## Exercise goal:
In the reply, include exactly the lines of the entries below from the first to the line with "pub fn style_name(self)", that line included.

Segment Start: Data to use

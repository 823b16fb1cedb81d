//! Formatting normalization.
//!
//! The pipeline collapses paragraph styles onto Normal / Heading 1 /
//! Heading 2, strips manual run overrides while keeping bold, italic,
//! underline and strikethrough, forces a language tag, reviews isolated
//! single-character emphasis and optionally clears identifying metadata.
//! Every choice is delegated to a [`DecisionSource`].

mod decision;
mod language;
mod metadata;
mod options;
mod pipeline;
mod report;
mod rules;
mod scanner;
mod stripper;
mod style_map;

pub use decision::{AnomalyAction, ConservativeDecisions, DecisionSource, ScriptedDecisions};
pub use language::{tag_document, LanguageCode};
pub use metadata::{scrub_metadata, SCRUBBED_FIELDS};
pub use options::{NormalizeOptions, ScanOptions, StripOptions, StripPreset};
pub use pipeline::Normalizer;
pub use report::NormalizeReport;
pub use rules::{AnomalyPolicy, RuleSet};
pub use scanner::{
    context_window, find_anomalies, scan_document, AnomalyRecord, ReviewedAnomaly, ScanReport,
};
pub use stripper::{strip_document, strip_paragraph, strip_run, RunOutcome, StripStats};
pub use style_map::{build_style_map, collect_style_names, StyleMap, StyleTarget};
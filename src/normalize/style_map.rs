//! Mapping from observed paragraph-style names to canonical targets.

use std::collections::{BTreeMap, BTreeSet};
use std::fmt;

use serde::{Deserialize, Serialize};

use super::decision::DecisionSource;
use crate::model::Document;

/// Canonical paragraph styles a style name can be collapsed onto.
#[derive(Debug, Clone, Copy, PartialEq, Eq, Hash, Serialize, Deserialize)]
pub enum StyleTarget {
    /// Body text
    #[serde(rename = "Normal", alias = "normal")]
    Normal,
    /// First-level heading
    #[serde(rename = "Heading 1", alias = "heading 1", alias = "heading1")]
    Heading1,
    /// Second-level heading
    #[serde(rename = "Heading 2", alias = "heading 2", alias = "heading2")]
    Heading2,
}

impl StyleTarget {
    /// All targets in menu order.
    pub const ALL: [StyleTarget; 3] = [StyleTarget::Normal, StyleTarget::Heading1, StyleTarget::Heading2];

    /// UI name of the target style.
    pub fn style_name(self) -> &'static str {
        match self {
            StyleTarget::Normal => "Normal",
            StyleTarget::Heading1 => "Heading 1",
            StyleTarget::Heading2 => "Heading 2",
        }
    }

    /// Interpret a menu answer: "1" Normal, "2" Heading 1, "3" Heading 2.
    ///
    /// Anything else means "leave unchanged".
    pub fn from_choice(choice: &str) -> Option<Self> {
        match choice.trim() {
            "1" => Some(StyleTarget::Normal),
            "2" => Some(StyleTarget::Heading1),
            "3" => Some(StyleTarget::Heading2),
            _ => None,
        }
    }

    /// Parse a style name ("Heading 1", "normal") into a target.
    pub fn from_name(name: &str) -> Option<Self> {
        let name = name.trim();
        Self::ALL
            .into_iter()
            .find(|t| t.style_name().eq_ignore_ascii_case(name))
    }
}

impl fmt::Display for StyleTarget {
    fn fmt(&self, f: &mut fmt::Formatter<'_>) -> fmt::Result {
        f.write_str(self.style_name())
    }
}

/// Decided style remappings; names left unchanged are absent.
#[derive(Debug, Clone, Default, PartialEq, Eq, Serialize)]
#[serde(transparent)]
pub struct StyleMap {
    entries: BTreeMap<String, StyleTarget>,
}

impl StyleMap {
    /// Create an empty map.
    pub fn new() -> Self {
        Self::default()
    }

    /// Map `name` onto `target`.
    pub fn insert(&mut self, name: impl Into<String>, target: StyleTarget) {
        self.entries.insert(name.into(), target);
    }

    /// Target for a style name, if it was remapped.
    pub fn get(&self, name: &str) -> Option<StyleTarget> {
        self.entries.get(name).copied()
    }

    /// Number of remapped names.
    pub fn len(&self) -> usize {
        self.entries.len()
    }

    /// Check if nothing is remapped.
    pub fn is_empty(&self) -> bool {
        self.entries.is_empty()
    }

    /// Remappings in name order.
    pub fn iter(&self) -> impl Iterator<Item = (&str, StyleTarget)> {
        self.entries.iter().map(|(name, target)| (name.as_str(), *target))
    }
}

impl FromIterator<(String, StyleTarget)> for StyleMap {
    fn from_iter<I: IntoIterator<Item = (String, StyleTarget)>>(iter: I) -> Self {
        Self {
            entries: iter.into_iter().collect(),
        }
    }
}

/// Distinct paragraph-style names in use, in ascending order.
pub fn collect_style_names(doc: &Document) -> BTreeSet<String> {
    doc.paragraphs().map(|p| doc.style_name(p)).collect()
}

/// Ask the decision source about every style name in use.
pub fn build_style_map<D: DecisionSource + ?Sized>(doc: &Document, decisions: &mut D) -> StyleMap {
    let names = collect_style_names(doc);
    log::debug!("Found {} styles in use", names.len());

    let mut map = StyleMap::new();
    for name in names {
        match decisions.choose_style_target(&name) {
            Some(target) => {
                log::debug!("Style {:?} -> {}", name, target);
                map.insert(name, target);
            }
            None => log::debug!("Style {:?} unchanged", name),
        }
    }
    map
}

#[cfg(test)]
mod tests {
    use super::*;
    use crate::model::{Paragraph, Style};
    use crate::normalize::decision::ScriptedDecisions;

    fn doc() -> Document {
        let mut doc = Document::new();
        doc.styles.add(Style::paragraph("BodyText", "Body Text"));
        doc.styles.add(Style::paragraph("Quote", "Quote"));
        doc.add_paragraph(Paragraph::with_style("Quote"));
        doc.add_paragraph(Paragraph::with_style("BodyText"));
        doc.add_paragraph(Paragraph::with_text("plain"));
        doc.add_paragraph(Paragraph::with_style("BodyText"));
        doc
    }

    #[test]
    fn test_collect_style_names_sorted_and_distinct() {
        let names: Vec<String> = collect_style_names(&doc()).into_iter().collect();
        assert_eq!(names, vec!["Body Text", "Normal", "Quote"]);
    }

    #[test]
    fn test_build_style_map_skips_unchanged() {
        let mut decisions = ScriptedDecisions::new()
            .with_style("Body Text", StyleTarget::Normal)
            .with_style("Quote", StyleTarget::Heading2);
        let map = build_style_map(&doc(), &mut decisions);

        assert_eq!(map.len(), 2);
        assert_eq!(map.get("Body Text"), Some(StyleTarget::Normal));
        assert_eq!(map.get("Quote"), Some(StyleTarget::Heading2));
        assert_eq!(map.get("Normal"), None);
        assert_eq!(decisions.asked_styles(), ["Body Text", "Normal", "Quote"]);
    }

    #[test]
    fn test_from_choice() {
        assert_eq!(StyleTarget::from_choice("1"), Some(StyleTarget::Normal));
        assert_eq!(StyleTarget::from_choice(" 3\n"), Some(StyleTarget::Heading2));
        assert_eq!(StyleTarget::from_choice(""), None);
        assert_eq!(StyleTarget::from_choice("4"), None);
        assert_eq!(StyleTarget::from_choice("x"), None);
    }

    #[test]
    fn test_from_name() {
        assert_eq!(StyleTarget::from_name("heading 1"), Some(StyleTarget::Heading1));
        assert_eq!(StyleTarget::from_name("Title"), None);
    }
}
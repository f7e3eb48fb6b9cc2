//! 3D Vector type
//!
//! Unlike [`Vector2`](crate::Vector2) and [`Vector4`](crate::Vector4), this
//! type does not go through the field-driven implementation. Every operation
//! is written out per component since this is the type the renderer's inner
//! loops run on.

use bytemuck::{Pod, Zeroable};
use crate::vector::{impl_vector_ops, Vector};
use crate::Real;

/// 3D Vector with x, y, z components
#[repr(C)]
#[derive(Clone, Copy, Debug, Default, PartialEq, Pod, Zeroable)]
pub struct Vector3 {
    pub x: Real,
    pub y: Real,
    pub z: Real,
}

impl Vector3 {
    pub const ZERO: Self = Self { x: 0.0, y: 0.0, z: 0.0 };
    pub const X: Self = Self { x: 1.0, y: 0.0, z: 0.0 };
    pub const Y: Self = Self { x: 0.0, y: 1.0, z: 0.0 };
    pub const Z: Self = Self { x: 0.0, y: 0.0, z: 1.0 };

    /// Create a new Vector3
    #[inline]
    pub const fn new(x: Real, y: Real, z: Real) -> Self {
        Self { x, y, z }
    }

    /// Right-handed cross product
    #[inline]
    pub fn cross(self, other: Self) -> Self {
        Self::new(
            self.y * other.z - self.z * other.y,
            self.z * other.x - self.x * other.z,
            self.x * other.y - self.y * other.x,
        )
    }
}

impl Vector for Vector3 {
    type Scalar = Real;

    #[inline]
    fn add_in_place(&mut self, rhs: Self) {
        self.x += rhs.x;
        self.y += rhs.y;
        self.z += rhs.z;
    }

    #[inline]
    fn scale_in_place(&mut self, s: Real) {
        self.x *= s;
        self.y *= s;
        self.z *= s;
    }

    #[inline]
    fn mul_in_place(&mut self, rhs: Self) {
        self.x *= rhs.x;
        self.y *= rhs.y;
        self.z *= rhs.z;
    }

    #[inline]
    fn dot(self, rhs: Self) -> Real {
        self.x * rhs.x + self.y * rhs.y + self.z * rhs.z
    }

    #[inline]
    fn squared_sum(self) -> Real {
        self.x * self.x + self.y * self.y + self.z * self.z
    }

    #[inline]
    fn added(self, rhs: Self) -> Self {
        Self::new(self.x + rhs.x, self.y + rhs.y, self.z + rhs.z)
    }

    #[inline]
    fn subtracted(self, rhs: Self) -> Self {
        Self::new(self.x - rhs.x, self.y - rhs.y, self.z - rhs.z)
    }

    #[inline]
    fn scaled(self, s: Real) -> Self {
        Self::new(self.x * s, self.y * s, self.z * s)
    }

    #[inline]
    fn mul_elementwise(self, rhs: Self) -> Self {
        Self::new(self.x * rhs.x, self.y * rhs.y, self.z * rhs.z)
    }

    #[inline]
    fn negated(self) -> Self {
        Self::new(-self.x, -self.y, -self.z)
    }
}

impl_vector_ops!(Vector3);

impl From<[Real; 3]> for Vector3 {
    #[inline]
    fn from([x, y, z]: [Real; 3]) -> Self {
        Self::new(x, y, z)
    }
}

impl From<Vector3> for [Real; 3] {
    #[inline]
    fn from(v: Vector3) -> Self {
        [v.x, v.y, v.z]
    }
}
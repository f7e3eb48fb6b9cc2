//! Parametric rays

use crate::vector::Vector;
use crate::Vector3;

/// A half-line with an origin and a unit-length direction
///
/// The direction is normalized on every write, so [`Ray::direction`] never
/// returns a non-unit vector. A zero-length direction is not rejected; it
/// turns into NaN components, the same as [`Vector::normalized`].
#[derive(Clone, Copy, Debug, PartialEq)]
pub struct Ray<V: Vector> {
    origin: V,
    direction: V,
}

/// Ray in 3D space
pub type Ray3 = Ray<Vector3>;

impl<V: Vector> Ray<V> {
    /// Create a ray, normalizing `direction`
    #[inline]
    pub fn new(origin: V, direction: V) -> Self {
        Self {
            origin,
            direction: direction.normalized(),
        }
    }

    /// Start point of the ray
    #[inline]
    pub fn origin(&self) -> V {
        self.origin
    }

    /// Mutable access to the origin
    ///
    /// The origin has no invariant attached, unlike the direction.
    #[inline]
    pub fn origin_mut(&mut self) -> &mut V {
        &mut self.origin
    }

    /// Unit-length direction of the ray
    #[inline]
    pub fn direction(&self) -> V {
        self.direction
    }

    /// Replace the direction, normalizing it before it is stored
    #[inline]
    pub fn set_direction(&mut self, direction: V) {
        self.direction = direction.normalized();
    }

    /// Point at parameter `t` along the ray
    ///
    /// `origin + t * direction`. Any `t` is accepted, negative values give
    /// points behind the origin.
    #[inline]
    pub fn at(&self, t: V::Scalar) -> V {
        self.origin.added(self.direction.scaled(t))
    }
}
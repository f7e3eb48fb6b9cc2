//! Field-driven vector implementation
//!
//! Any struct that can hand out its components as a fixed-size array of
//! mutable references gets the required [`Vector`](crate::Vector) primitives
//! from the generic functions below. The array order is the component order
//! used when accumulating sums, which only affects floating-point rounding.

use crate::scalar::Scalar;
use num_traits::Zero;

/// Ordered access to the `N` scalar components of a vector
pub trait ComponentFields<const N: usize>: Copy {
    /// Component type
    type Scalar: Scalar;

    /// Component values, in component order
    fn fields(&self) -> [Self::Scalar; N];

    /// Mutable references to the components, in component order
    fn fields_mut(&mut self) -> [&mut Self::Scalar; N];
}

/// `lhs += rhs`, per component
#[inline]
pub fn add_assign<V, const N: usize>(lhs: &mut V, rhs: &V)
where
    V: ComponentFields<N>,
{
    for (l, r) in lhs.fields_mut().into_iter().zip(rhs.fields()) {
        *l += r;
    }
}

/// `v *= s`, per component
#[inline]
pub fn scale_assign<V, const N: usize>(v: &mut V, s: V::Scalar)
where
    V: ComponentFields<N>,
{
    for c in v.fields_mut() {
        *c *= s;
    }
}

/// `lhs *= rhs`, per component
#[inline]
pub fn mul_assign<V, const N: usize>(lhs: &mut V, rhs: &V)
where
    V: ComponentFields<N>,
{
    for (l, r) in lhs.fields_mut().into_iter().zip(rhs.fields()) {
        *l *= r;
    }
}

/// Sum of pairwise component products, starting from zero
#[inline]
pub fn dot<V, const N: usize>(lhs: &V, rhs: &V) -> V::Scalar
where
    V: ComponentFields<N>,
{
    lhs.fields()
        .into_iter()
        .zip(rhs.fields())
        .fold(V::Scalar::zero(), |acc, (l, r)| acc + l * r)
}

/// Sum of each component squared
#[inline]
pub fn squared_sum<V, const N: usize>(v: &V) -> V::Scalar
where
    V: ComponentFields<N>,
{
    v.fields()
        .into_iter()
        .fold(V::Scalar::zero(), |acc, c| acc + c * c)
}

/// Implements [`Vector`](crate::Vector) for a [`ComponentFields`] struct
///
/// Also binds the arithmetic operators and the array conversions. The type
/// must implement `Default`.
macro_rules! impl_field_vector {
    ($ty:ident: [$scalar:ty; $n:literal]) => {
        impl $crate::vector::Vector for $ty {
            type Scalar = $scalar;

            #[inline]
            fn add_in_place(&mut self, rhs: Self) {
                $crate::fields::add_assign::<Self, $n>(self, &rhs)
            }

            #[inline]
            fn scale_in_place(&mut self, s: $scalar) {
                $crate::fields::scale_assign::<Self, $n>(self, s)
            }

            #[inline]
            fn mul_in_place(&mut self, rhs: Self) {
                $crate::fields::mul_assign::<Self, $n>(self, &rhs)
            }

            #[inline]
            fn dot(self, rhs: Self) -> $scalar {
                $crate::fields::dot::<Self, $n>(&self, &rhs)
            }

            #[inline]
            fn squared_sum(self) -> $scalar {
                $crate::fields::squared_sum::<Self, $n>(&self)
            }
        }

        impl From<[$scalar; $n]> for $ty {
            #[inline]
            fn from(components: [$scalar; $n]) -> Self {
                let mut out = <$ty as Default>::default();
                let fields = $crate::fields::ComponentFields::<$n>::fields_mut(&mut out);
                for (f, c) in fields.into_iter().zip(components) {
                    *f = c;
                }
                out
            }
        }

        impl From<$ty> for [$scalar; $n] {
            #[inline]
            fn from(v: $ty) -> Self {
                $crate::fields::ComponentFields::<$n>::fields(&v)
            }
        }

        $crate::vector::impl_vector_ops!($ty);
    };
}

pub(crate) use impl_field_vector;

Segment End: Data to use

## Response box:
repository 823b16fb1cedb81d
//! Formatting normalization.
//!
//! The pipeline collapses paragraph styles onto Normal / Heading 1 /
//! Heading 2, strips manual run overrides while keeping bold, italic,
//! underline and strikethrough, forces a language tag, reviews isolated
//! single-character emphasis and optionally clears identifying metadata.
//! Every choice is delegated to a [`DecisionSource`].

mod decision;
mod language;
mod metadata;
mod options;
mod pipeline;
mod report;
mod rules;
mod scanner;
mod stripper;
mod style_map;

pub use decision::{AnomalyAction, ConservativeDecisions, DecisionSource, ScriptedDecisions};
pub use language::{tag_document, LanguageCode};
pub use metadata::{scrub_metadata, SCRUBBED_FIELDS};
pub use options::{NormalizeOptions, ScanOptions, StripOptions, StripPreset};
pub use pipeline::Normalizer;
pub use report::NormalizeReport;
pub use rules::{AnomalyPolicy, RuleSet};
pub use scanner::{
    context_window, find_anomalies, scan_document, AnomalyRecord, ReviewedAnomaly, ScanReport,
};
pub use stripper::{strip_document, strip_paragraph, strip_run, RunOutcome, StripStats};
pub use style_map::{build_style_map, collect_style_names, StyleMap, StyleTarget};
filename src/normalize/style_map.rs
//! Mapping from observed paragraph-style names to canonical targets.

use std::collections::{BTreeMap, BTreeSet};
use std::fmt;

use serde::{Deserialize, Serialize};

use super::decision::DecisionSource;
use crate::model::Document;

/// Canonical paragraph styles a style name can be collapsed onto.
#[derive(Debug, Clone, Copy, PartialEq, Eq, Hash, Serialize, Deserialize)]
pub enum StyleTarget {
    /// Body text
    #[serde(rename = "Normal", alias = "normal")]
    Normal,
    /// First-level heading
    #[serde(rename = "Heading 1", alias = "heading 1", alias = "heading1")]
    Heading1,
    /// Second-level heading
    #[serde(rename = "Heading 2", alias = "heading 2", alias = "heading2")]
    Heading2,
}

impl StyleTarget {
    /// All targets in menu order.
    pub const ALL: [StyleTarget; 3] = [StyleTarget::Normal, StyleTarget::Heading1, StyleTarget::Heading2];

    /// UI name of the target style.
    pub fn style_name(self) -> &'static str {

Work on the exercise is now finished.